━━━ DATA FOR THIS EXERCISE ━━━

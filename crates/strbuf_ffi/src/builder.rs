//! String builder handle and its exported functions.

use std::ffi::{c_char, CStr};

use strbuf_core::{StrBufError, StrBufResult, StringBuilder};

use crate::error::{clear_last_error, report, set_last_error, SbResult};

/// An opaque string builder handle.
///
/// Created by `sb_new` and freed by `sb_free`. Never dereference or
/// modify directly.
#[repr(C)]
pub struct SbHandle {
    _private: [u8; 0],
}

/// Borrows the builder behind a handle.
///
/// # Safety
///
/// `handle` must be null or a live pointer returned by `sb_new`.
unsafe fn builder_mut<'a>(handle: *mut SbHandle) -> Option<&'a mut StringBuilder> {
    (handle as *mut StringBuilder).as_mut()
}

/// Shared borrow of the builder behind a handle.
///
/// # Safety
///
/// `handle` must be null or a live pointer returned by `sb_new`.
unsafe fn builder_ref<'a>(handle: *const SbHandle) -> Option<&'a StringBuilder> {
    (handle as *const StringBuilder).as_ref()
}

/// Copies `len` bytes at `data` into owned storage.
///
/// The input may point into the builder's own storage (for example the
/// result of `sb_to_str`), which growth would free before the copy.
///
/// # Safety
///
/// `data` must be valid for `len` reads, and `len` must not exceed
/// `isize::MAX`.
unsafe fn copy_input(data: *const u8, len: usize) -> StrBufResult<Vec<u8>> {
    let mut owned = Vec::new();
    owned
        .try_reserve_exact(len)
        .map_err(|source| StrBufError::AllocationFailed {
            requested: len,
            source,
        })?;
    if len > 0 {
        owned.extend_from_slice(std::slice::from_raw_parts(data, len));
    }
    Ok(owned)
}

/// Appends `len` bytes at `data`, which may alias the builder's storage.
///
/// # Safety
///
/// `handle` must be null or live, and `data` must be valid for `len` reads.
unsafe fn append_raw(handle: *mut SbHandle, data: *const u8, len: usize) -> SbResult {
    clear_last_error();

    if len > isize::MAX as usize {
        set_last_error(format!("input length {len} exceeds isize::MAX"));
        return SbResult::CapacityOverflow;
    }
    let owned = match copy_input(data, len) {
        Ok(owned) => owned,
        Err(e) => return report(&e),
    };
    with_builder(handle, |sb| sb.append_bytes(&owned))
}

/// Runs `op` on the builder behind `handle` and maps the outcome to a code.
///
/// # Safety
///
/// `handle` must be null or a live pointer returned by `sb_new`.
unsafe fn with_builder(
    handle: *mut SbHandle,
    op: impl FnOnce(&mut StringBuilder) -> StrBufResult<()>,
) -> SbResult {
    clear_last_error();

    let Some(sb) = builder_mut(handle) else {
        set_last_error("null pointer argument");
        return SbResult::NullPointer;
    };

    match op(sb) {
        Ok(()) => SbResult::Ok,
        Err(e) => report(&e),
    }
}

/// Creates an empty string builder.
///
/// Does not allocate content storage until the first append. Free the
/// handle with `sb_free`.
#[no_mangle]
pub extern "C" fn sb_new() -> *mut SbHandle {
    Box::into_raw(Box::new(StringBuilder::new())) as *mut SbHandle
}

/// Frees a handle created by `sb_new`. Null is ignored.
///
/// # Safety
///
/// `handle` must be null or a live pointer returned by `sb_new`, and must
/// not be used afterwards.
#[no_mangle]
pub unsafe extern "C" fn sb_free(handle: *mut SbHandle) {
    if !handle.is_null() {
        drop(Box::from_raw(handle as *mut StringBuilder));
    }
}

/// Appends a null-terminated string.
///
/// # Safety
///
/// `handle` must be null or live, and `s` must be null or point to a
/// null-terminated string. `s` may point into the same builder.
#[no_mangle]
pub unsafe extern "C" fn sb_append_str(handle: *mut SbHandle, s: *const c_char) -> SbResult {
    if s.is_null() {
        set_last_error("null pointer argument");
        return SbResult::NullPointer;
    }
    let bytes = CStr::from_ptr(s).to_bytes();
    append_raw(handle, bytes.as_ptr(), bytes.len())
}

/// Appends `len` bytes starting at `data`.
///
/// `data` may be null when `len` is zero.
///
/// # Safety
///
/// `handle` must be null or live, and `data` must be valid for `len` reads.
/// `data` may point into the same builder.
#[no_mangle]
pub unsafe extern "C" fn sb_append_bytes(
    handle: *mut SbHandle,
    data: *const u8,
    len: usize,
) -> SbResult {
    if len > 0 && data.is_null() {
        set_last_error("null pointer argument");
        return SbResult::NullPointer;
    }
    append_raw(handle, data, len)
}

/// Appends a single character.
///
/// # Safety
///
/// `handle` must be null or live.
#[no_mangle]
pub unsafe extern "C" fn sb_append_char(handle: *mut SbHandle, ch: c_char) -> SbResult {
    with_builder(handle, |sb| sb.append_char(ch as u8))
}

/// Clears the content, keeping the allocation.
///
/// # Safety
///
/// `handle` must be null or live.
#[no_mangle]
pub unsafe extern "C" fn sb_reset(handle: *mut SbHandle) -> SbResult {
    with_builder(handle, |sb| {
        sb.reset();
        Ok(())
    })
}

/// Frees the content storage. The handle stays valid and empty.
///
/// # Safety
///
/// `handle` must be null or live.
#[no_mangle]
pub unsafe extern "C" fn sb_destroy(handle: *mut SbHandle) -> SbResult {
    with_builder(handle, |sb| {
        sb.release();
        Ok(())
    })
}

/// Returns the content as a null-terminated string.
///
/// Never null for a live handle; an unallocated builder yields an empty
/// string. The pointer is invalidated by the next mutation of the builder.
///
/// # Safety
///
/// `handle` must be null or live.
#[no_mangle]
pub unsafe extern "C" fn sb_to_str(handle: *const SbHandle) -> *const c_char {
    match builder_ref(handle) {
        Some(sb) => sb.as_c_str().as_ptr(),
        None => std::ptr::null(),
    }
}

/// Returns the content length in bytes, excluding the terminator.
///
/// # Safety
///
/// `handle` must be null or live.
#[no_mangle]
pub unsafe extern "C" fn sb_len(handle: *const SbHandle) -> usize {
    builder_ref(handle).map_or(0, |sb| sb.len())
}

/// Returns the allocated capacity in bytes.
///
/// # Safety
///
/// `handle` must be null or live.
#[no_mangle]
pub unsafe extern "C" fn sb_capacity(handle: *const SbHandle) -> usize {
    builder_ref(handle).map_or(0, |sb| sb.capacity())
}

#[cfg(test)]
mod tests {
    use super::*;
    use crate::error::sb_get_last_error;

    #[test]
    fn wat_through_c_abi() {
        let handle = sb_new();
        unsafe {
            assert_eq!(sb_append_char(handle, b'w' as c_char), SbResult::Ok);
            assert_eq!(sb_append_char(handle, b'a' as c_char), SbResult::Ok);
            assert_eq!(sb_append_char(handle, b't' as c_char), SbResult::Ok);
            assert_eq!(sb_append_str(handle, c"!\n".as_ptr()), SbResult::Ok);

            let s = CStr::from_ptr(sb_to_str(handle));
            assert_eq!(s.to_bytes(), b"wat!\n");
            assert_eq!(sb_len(handle), 5);
            assert_eq!(sb_capacity(handle), 32);

            sb_free(handle);
        }
    }

    #[test]
    fn fresh_handle_yields_empty_string() {
        let handle = sb_new();
        unsafe {
            let ptr = sb_to_str(handle);
            assert!(!ptr.is_null());
            assert_eq!(CStr::from_ptr(ptr).to_bytes(), b"");
            assert_eq!(sb_capacity(handle), 0);
            sb_free(handle);
        }
    }

    #[test]
    fn append_bytes_with_len() {
        let handle = sb_new();
        let data = b"abcdef";
        unsafe {
            assert_eq!(sb_append_bytes(handle, data.as_ptr(), 3), SbResult::Ok);
            assert_eq!(sb_append_bytes(handle, std::ptr::null(), 0), SbResult::Ok);
            assert_eq!(
                sb_append_bytes(handle, std::ptr::null(), 2),
                SbResult::NullPointer
            );
            assert_eq!(CStr::from_ptr(sb_to_str(handle)).to_bytes(), b"abc");
            sb_free(handle);
        }
    }

    #[test]
    fn reset_and_destroy() {
        let handle = sb_new();
        unsafe {
            sb_append_str(handle, c"hello".as_ptr());

            assert_eq!(sb_reset(handle), SbResult::Ok);
            assert_eq!(sb_len(handle), 0);
            assert_eq!(sb_capacity(handle), 32);

            assert_eq!(sb_destroy(handle), SbResult::Ok);
            assert_eq!(sb_destroy(handle), SbResult::Ok);
            assert_eq!(sb_capacity(handle), 0);

            // Still usable after destroy.
            sb_append_str(handle, c"again".as_ptr());
            assert_eq!(CStr::from_ptr(sb_to_str(handle)).to_bytes(), b"again");

            sb_free(handle);
        }
    }

    #[test]
    fn null_handle_is_rejected() {
        let null = std::ptr::null_mut();
        unsafe {
            assert_eq!(sb_append_char(null, b'x' as c_char), SbResult::NullPointer);
            assert!(!sb_get_last_error().is_null());
            assert_eq!(sb_append_str(null, c"x".as_ptr()), SbResult::NullPointer);
            assert_eq!(sb_reset(null), SbResult::NullPointer);
            assert_eq!(sb_destroy(null), SbResult::NullPointer);
            assert!(sb_to_str(null).is_null());
            assert_eq!(sb_len(null), 0);
            sb_free(null);
        }
    }

    #[test]
    fn success_clears_last_error() {
        let handle = sb_new();
        unsafe {
            sb_reset(std::ptr::null_mut());
            assert!(!sb_get_last_error().is_null());

            sb_append_char(handle, b'x' as c_char);
            assert!(sb_get_last_error().is_null());
            sb_free(handle);
        }
    }

    #[test]
    fn append_own_content_across_growth() {
        let handle = sb_new();
        unsafe {
            let fill = [b'q'; 31];
            assert_eq!(sb_append_bytes(handle, fill.as_ptr(), fill.len()), SbResult::Ok);
            assert_eq!(sb_capacity(handle), 32);

            assert_eq!(sb_append_str(handle, sb_to_str(handle)), SbResult::Ok);
            assert_eq!(sb_len(handle), 62);
            assert_eq!(sb_capacity(handle), 64);
            assert_eq!(CStr::from_ptr(sb_to_str(handle)).to_bytes(), &[b'q'; 62][..]);

            // Same through the length-delimited entry point.
            let own = sb_to_str(handle) as *const u8;
            assert_eq!(sb_append_bytes(handle, own, 62), SbResult::Ok);
            assert_eq!(sb_len(handle), 124);
            assert_eq!(sb_capacity(handle), 128);
            assert_eq!(CStr::from_ptr(sb_to_str(handle)).to_bytes(), &[b'q'; 124][..]);

            sb_free(handle);
        }
    }

    #[test]
    fn oversized_length_is_rejected_before_reading() {
        let handle = sb_new();
        let byte = 0u8;
        unsafe {
            let result = sb_append_bytes(handle, &byte, isize::MAX as usize + 1);
            assert_eq!(result, SbResult::CapacityOverflow);

            let msg = CStr::from_ptr(sb_get_last_error());
            assert!(msg.to_str().unwrap().contains("exceeds isize::MAX"));
            assert_eq!(sb_len(handle), 0);
            assert_eq!(sb_capacity(handle), 0);

            sb_free(handle);
        }
    }

    #[cfg(target_pointer_width = "64")]
    #[test]
    fn allocation_failure_reports_out_of_memory() {
        let handle = sb_new();
        let byte = 0u8;
        unsafe {
            assert_eq!(sb_append_char(handle, b'x' as c_char), SbResult::Ok);

            // No allocator can hold isize::MAX bytes; the input is never read.
            let result = sb_append_bytes(handle, &byte, isize::MAX as usize);
            assert_eq!(result, SbResult::OutOfMemory);

            let ptr = sb_get_last_error();
            assert!(!ptr.is_null());
            let msg = CStr::from_ptr(ptr).to_str().unwrap();
            assert!(msg.starts_with("allocation of"));

            assert_eq!(CStr::from_ptr(sb_to_str(handle)).to_bytes(), b"x");
            assert_eq!(sb_capacity(handle), 32);

            sb_free(handle);
        }
    }
}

━━━

▶ **WORK ITEM**
Report how many lines in the data include the word "Returns". Nothing else is needed.

▶ **TASK RESULT**
3